BEIJING - Police officer Tseten Dorje was included in the list of people to be honored for bravery during the rescue efforts in the wake of the 7.1-magnitude quake that hit Yushu of Qinghai province on April 14.
Police officer Tseten Dorje, who lost his legs on duty, sits in his Jeep with modifi cations that allow him to drive only with his hands. [Xinhua]
However, the 48-year-old officer from the Yushu county police station didn't walk onto the stage to receive his award from the central government on Thursday morning during the ceremony in Xining, capital of Qinghai province.
Tseten sat through the ceremony among nearly 1,000 people in the audience due to his physical handicap - he lost both his legs as a result of police work in 2007.
"People still remember us; that's enough," the policeman, who belongs to the Tibetan ethnic group, said to China Daily about his award.
Another 225 collective award winners (those who won awards as a group) and 334 individuals, including four who died in their heroic rescue efforts, also received awards. Wong Fu-wing, a Hong Kong driver who was crushed under collapsed houses after pulling four people out of the debris, was one among the four who received posthumous awards for bravery.
Despite his handicap, Tseten managed to transport more than 1,000 injured people to local hospitals in a modified Jeep featuring a hand crank to control the accelerator and the brakes.
"Even without legs, I'm still a policeman who should reach out to people in emergencies," Tseten said.
A seasoned officer and merit-winner with 25 years of experience, Tseten has been a "man of iron" who frequently took part in difficult missions.
Tseten was injured when he was chasing a suspect in 2007, and accidentally fell into a ditch on the rough Qinghai-Tibetan Plateau. His legs were seriously injured, but he didn't stop to get treatment until the mission was over six days later.
The injury had a relapse in early 2008 when a severe snow disaster hit the county. Tseten lost consciousness during a mission to dispatch disaster relief to the nearby city of Golmud.
In the hospital, he was told that his necrotic legs needed to be amputated. In his deepest despair, Tseten considered suicide.
"How could a policeman be without legs?" Tseten asked.
But after the surgery, with encouragement from family members and friends, he decided to start anew. One month before the earthquake, his sister bought him the Jeep with modifications that allow him to drive only with his hands.
When the quake hit Yushu, Tseten was among the first to be rescued. He had hardly recovered from bruises and other injuries when he asked his son to put him inside the Jeep.
The first person Tseten took to the hospital was a seriously injured woman who was still closely holding her dead baby when Tseten found her. She died beside him on the way to the hospital.

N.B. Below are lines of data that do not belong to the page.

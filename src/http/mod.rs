//! HTTP client module
//!
//! Provides the stateful [`Client`] and the pieces it coordinates.
//!
//! # Features
//!
//! - **Body Encoding**: URL-encoded, JSON, XML and multipart bodies chosen from the headers
//! - **Rate Limiting**: Count-then-reset window, or a governor token bucket
//! - **Pluggable Transport**: `reqwest::blocking` by default, any [`Transport`] in tests
//! - **Failure Folding**: Validation and transport failures stored as status 500

mod body;
mod client;
mod rate_limit;
mod transport;

pub use body::{
    encode_body, has_xml_declaration, json_encode, url_encode, BodyEncoding, BodyValue,
    EncodedBody, EncodingFlags, FilePart, RequestBody,
};
pub use client::{validate_url, Client, FailureKind, Outcome, RequestResult, FAILURE_STATUS};
pub(crate) use client::prepare;
pub use rate_limit::{RateLimiterConfig, Throttle, TokenBucketLimiter, WindowLimiter};
pub use transport::{
    ReqwestTransport, Transport, TransportBody, TransportRequest, TransportResponse,
    CONNECT_TIMEOUT, MAX_REDIRECTS,
};
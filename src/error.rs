//! Error types for reqkit
//!
//! This module defines the error hierarchy used inside the crate.
//! The request executor never hands these to its caller directly: they are
//! folded into a [`RequestResult`](crate::http::RequestResult) by
//! [`Outcome::collapse`](crate::http::Outcome::collapse).

use thiserror::Error;

/// The main error type for reqkit
#[derive(Error, Debug)]
pub enum Error {
    // ============================================================================
    // Configuration Errors
    // ============================================================================
    #[error("Configuration error: {message}")]
    Config { message: String },

    #[error("Failed to parse YAML: {0}")]
    YamlParse(#[from] serde_yaml::Error),

    #[error("Failed to parse JSON: {0}")]
    JsonParse(#[from] serde_json::Error),

    // ============================================================================
    // Validation Errors
    // ============================================================================
    #[error("Invalid URL '{url}': {message}")]
    InvalidUrl { url: String, message: String },

    #[error("XML body must start with an XML declaration (<?xml ...?>)")]
    InvalidXmlBody,

    // ============================================================================
    // Encoding Errors
    // ============================================================================
    #[error("Failed to encode request body: {message}")]
    Encoding { message: String },

    // ============================================================================
    // Transport Errors
    // ============================================================================
    #[error("Transport error: {message}")]
    Transport { message: String },

    // ============================================================================
    // I/O Errors
    // ============================================================================
    #[error("IO error: {0}")]
    Io(#[from] std::io::Error),

    // ============================================================================
    // Generic Errors
    // ============================================================================
    #[error("{0}")]
    Other(String),
}

impl Error {
    /// Create a config error
    pub fn config(message: impl Into<String>) -> Self {
        Self::Config {
            message: message.into(),
        }
    }

    /// Create an invalid URL error
    pub fn invalid_url(url: impl Into<String>, message: impl Into<String>) -> Self {
        Self::InvalidUrl {
            url: url.into(),
            message: message.into(),
        }
    }

    /// Create an encoding error
    pub fn encoding(message: impl Into<String>) -> Self {
        Self::Encoding {
            message: message.into(),
        }
    }

    /// Create a transport error
    pub fn transport(message: impl Into<String>) -> Self {
        Self::Transport {
            message: message.into(),
        }
    }

    /// Whether the error was raised while validating caller input
    /// (before anything was sent).
    pub fn is_validation(&self) -> bool {
        matches!(self, Error::InvalidUrl { .. } | Error::InvalidXmlBody)
    }
}

/// Result type alias for reqkit
pub type Result<T> = std::result::Result<T, Error>;

/// Extension trait for adding context to errors
pub trait ResultExt<T> {
    /// Add context to an error
    fn context(self, message: impl Into<String>) -> Result<T>;

    /// Add context with a closure (lazy evaluation)
    fn with_context<F: FnOnce() -> String>(self, f: F) -> Result<T>;
}

impl<T, E: Into<Error>> ResultExt<T> for std::result::Result<T, E> {
    fn context(self, message: impl Into<String>) -> Result<T> {
        self.map_err(|e| {
            let inner = e.into();
            Error::Other(format!("{}: {}", message.into(), inner))
        })
    }

    fn with_context<F: FnOnce() -> String>(self, f: F) -> Result<T> {
        self.map_err(|e| {
            let inner = e.into();
            Error::Other(format!("{}: {}", f(), inner))
        })
    }
}

#[cfg(test)]
mod tests {
    use super::*;

    #[test]
    fn test_error_display() {
        let err = Error::config("test message");
        assert_eq!(err.to_string(), "Configuration error: test message");

        let err = Error::invalid_url("not-a-url", "relative URL without a base");
        assert_eq!(
            err.to_string(),
            "Invalid URL 'not-a-url': relative URL without a base"
        );

        let err = Error::transport("connection refused");
        assert_eq!(err.to_string(), "Transport error: connection refused");
    }

    #[test]
    fn test_is_validation() {
        assert!(Error::invalid_url("x", "y").is_validation());
        assert!(Error::InvalidXmlBody.is_validation());

        assert!(!Error::transport("boom").is_validation());
        assert!(!Error::encoding("bad").is_validation());
        assert!(!Error::config("test").is_validation());
    }

    #[test]
    fn test_result_context() {
        let result: Result<()> = Err(Error::config("inner"));
        let with_context = result.context("outer");
        assert!(with_context
            .unwrap_err()
            .to_string()
            .contains("outer: Configuration error: inner"));
    }

    #[test]
    fn test_io_error_context() {
        let io: std::result::Result<(), std::io::Error> = Err(std::io::Error::new(
            std::io::ErrorKind::NotFound,
            "missing",
        ));
        let err = io.with_context(|| "reading config".to_string()).unwrap_err();
        assert_eq!(err.to_string(), "reading config: IO error: missing");
    }
}
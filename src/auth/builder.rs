//! Header construction for the auth schemes

use super::types::AuthScheme;
use crate::content;

/// Build the full header list for a scheme: the scheme header (if the scheme
/// has one), then the negotiated `Content-Type` and `Accept` lines.
///
/// Unrecognized content symbols contribute an empty line rather than being
/// dropped, so a scheme call always yields exactly three entries.
pub fn build_headers(scheme: &AuthScheme, content_type: &str, accept: &str) -> Vec<String> {
    let mut lines = Vec::with_capacity(3);
    if let Some(auth) = scheme.header_line() {
        lines.push(auth);
    }
    lines.push(content::content_type_header(content_type));
    lines.push(content::accept_header(accept));
    lines
}

/// Turn `(name, value)` pairs into `"Name: value"` lines, preserving order.
pub fn custom_header_lines<I, K, V>(headers: I) -> Vec<String>
where
    I: IntoIterator<Item = (K, V)>,
    K: AsRef<str>,
    V: AsRef<str>,
{
    headers
        .into_iter()
        .map(|(name, value)| format!("{}: {}", name.as_ref(), value.as_ref()))
        .collect()
}
//! CLI arguments and parsing

use crate::types::Method;
use clap::Parser;
use std::path::PathBuf;

/// Make an HTTP request with auth, content negotiation and rate limiting
#[derive(Parser, Debug)]
#[command(name = "reqkit")]
#[command(author, version, about, long_about = None)]
pub struct Cli {
    /// HTTP method (GET, POST, PUT, DELETE)
    pub method: Method,

    /// Absolute request URL
    pub url: String,

    /// Client configuration file (YAML or JSON)
    #[arg(short = 'C', long)]
    pub config: Option<PathBuf>,

    /// Bearer token
    #[arg(long, conflicts_with_all = ["api_key", "basic"])]
    pub bearer: Option<String>,

    /// API key sent as X-API-Key
    #[arg(long, conflicts_with = "basic")]
    pub api_key: Option<String>,

    /// Basic credentials as user:password
    #[arg(long)]
    pub basic: Option<String>,

    /// Content type symbol: json, url, form-data, text, xml
    #[arg(long)]
    pub content_type: Option<String>,

    /// Accept symbol: json, url, form-data, text, xml
    #[arg(long)]
    pub accept: Option<String>,

    /// Send a Content-Length header
    #[arg(long)]
    pub length: bool,

    /// Extra header as "Name: value" (repeatable)
    #[arg(short = 'H', long = "header")]
    pub headers: Vec<String>,

    /// Raw request body
    #[arg(short, long, conflicts_with_all = ["fields", "files"])]
    pub data: Option<String>,

    /// Body field as key=value (repeatable)
    #[arg(short = 'F', long = "field")]
    pub fields: Vec<String>,

    /// File upload as name=path (repeatable)
    #[arg(long = "file")]
    pub files: Vec<String>,

    /// Rate limit as <limit>/<seconds>
    #[arg(long)]
    pub rate_limit: Option<String>,

    /// Save the response as pretty JSON to this path
    #[arg(short, long)]
    pub output: Option<PathBuf>,

    /// Print a redacted client snapshot to stderr
    #[arg(long)]
    pub debug: bool,

    /// How to print the response body
    #[arg(short, long, default_value = "raw")]
    pub format: OutputFormat,

    /// Verbose output
    #[arg(short, long)]
    pub verbose: bool,
}

/// Output format
#[derive(Debug, Clone, Copy, PartialEq, Eq, clap::ValueEnum)]
pub enum OutputFormat {
    /// Body as received
    Raw,
    /// Body as JSON text, non-JSON wrapped in {"data": ...}
    Json,
    /// Pretty-printed JSON
    Pretty,
}
//! Content negotiation
//!
//! Maps the symbolic content-type names accepted by the client
//! (`json`, `url`, `form-data`, `text`, `xml`) to concrete header text for
//! both the request (`Content-Type`) and response (`Accept`) roles.
//!
//! Lookup is lenient: an unrecognized symbol yields an empty header string
//! instead of an error.

use serde::{Deserialize, Serialize};

/// A recognized content-type symbol
#[derive(Debug, Clone, Copy, PartialEq, Eq, Hash, Serialize, Deserialize)]
pub enum ContentType {
    #[serde(rename = "json")]
    Json,
    #[serde(rename = "url")]
    UrlEncoded,
    #[serde(rename = "form-data")]
    FormData,
    #[serde(rename = "text")]
    Text,
    #[serde(rename = "xml")]
    Xml,
}

impl ContentType {
    /// Look up a symbol. Matching is exact (`"JSON"` is not recognized).
    pub fn from_symbol(symbol: &str) -> Option<Self> {
        match symbol {
            "json" => Some(Self::Json),
            "url" => Some(Self::UrlEncoded),
            "form-data" => Some(Self::FormData),
            "text" => Some(Self::Text),
            "xml" => Some(Self::Xml),
            _ => None,
        }
    }

    /// The symbol this content type is configured with
    pub fn symbol(self) -> &'static str {
        match self {
            Self::Json => "json",
            Self::UrlEncoded => "url",
            Self::FormData => "form-data",
            Self::Text => "text",
            Self::Xml => "xml",
        }
    }

    /// MIME type carried in the headers
    pub fn mime(self) -> &'static str {
        match self {
            Self::Json => "application/json",
            Self::UrlEncoded => "application/x-www-form-urlencoded",
            Self::FormData => "multipart/form-data",
            Self::Text => "text/plain",
            Self::Xml => "application/xml",
        }
    }

    /// `Content-Type: <mime>` header line
    pub fn content_type_header(self) -> String {
        format!("Content-Type: {}", self.mime())
    }

    /// `Accept: <mime>` header line
    pub fn accept_header(self) -> String {
        format!("Accept: {}", self.mime())
    }
}

/// Negotiated request header for a content-type symbol, or `""` if the
/// symbol is not recognized.
pub fn content_type_header(symbol: &str) -> String {
    ContentType::from_symbol(symbol)
        .map(ContentType::content_type_header)
        .unwrap_or_default()
}

/// Negotiated accept header for a content-type symbol, or `""` if the
/// symbol is not recognized.
pub fn accept_header(symbol: &str) -> String {
    ContentType::from_symbol(symbol)
        .map(ContentType::accept_header)
        .unwrap_or_default()
}
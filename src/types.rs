//! Common types used throughout reqkit
//!
//! This module contains shared type definitions and type aliases
//! used across multiple modules.

use serde::{Deserialize, Serialize};
use std::fmt;
use std::str::FromStr;

// ============================================================================
// Type Aliases
// ============================================================================

/// JSON value type (re-exported from serde_json)
pub type JsonValue = serde_json::Value;

/// JSON object type
pub type JsonObject = serde_json::Map<String, JsonValue>;

// ============================================================================
// HTTP Types
// ============================================================================

/// HTTP method.
///
/// Only the four verbs the executor supports exist, so an unsupported verb
/// cannot reach a request at all.
#[derive(Debug, Clone, Copy, PartialEq, Eq, Hash, Default, Serialize, Deserialize)]
#[serde(rename_all = "UPPERCASE")]
pub enum Method {
    #[default]
    GET,
    POST,
    PUT,
    DELETE,
}

impl Method {
    /// Uppercase wire name of the verb
    pub fn as_str(self) -> &'static str {
        match self {
            Method::GET => "GET",
            Method::POST => "POST",
            Method::PUT => "PUT",
            Method::DELETE => "DELETE",
        }
    }
}

impl fmt::Display for Method {
    fn fmt(&self, f: &mut fmt::Formatter<'_>) -> fmt::Result {
        f.write_str(self.as_str())
    }
}

impl FromStr for Method {
    type Err = String;

    fn from_str(s: &str) -> Result<Self, Self::Err> {
        match s.to_ascii_uppercase().as_str() {
            "GET" => Ok(Method::GET),
            "POST" => Ok(Method::POST),
            "PUT" => Ok(Method::PUT),
            "DELETE" => Ok(Method::DELETE),
            other => Err(format!(
                "unsupported HTTP method '{other}' (expected GET, POST, PUT or DELETE)"
            )),
        }
    }
}

impl From<Method> for reqwest::Method {
    fn from(method: Method) -> Self {
        match method {
            Method::GET => reqwest::Method::GET,
            Method::POST => reqwest::Method::POST,
            Method::PUT => reqwest::Method::PUT,
            Method::DELETE => reqwest::Method::DELETE,
        }
    }
}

"I felt so helpless. I wish I could run on legs," Tseten said.
However, thanks to his timely transports, he helped save hundreds of lives soon after the quake, which claimed at least 2,698 lives and injured 12,000.
Four months after the quake, Tseten returned to his original position at the police station.
His voluntary efforts have continued. He often drove his Jeep every two days fetching tap water for his neighbors from 5 kilometers away.
"We have a river near our neighborhood, but we use its water only to flush the toilet for fear of possible infection," Tseten said, adding that he hopes that local residents can have tap water in the near future.
"Life has gradually returned to normal in Yushu. But it takes time for a full recovery," he says.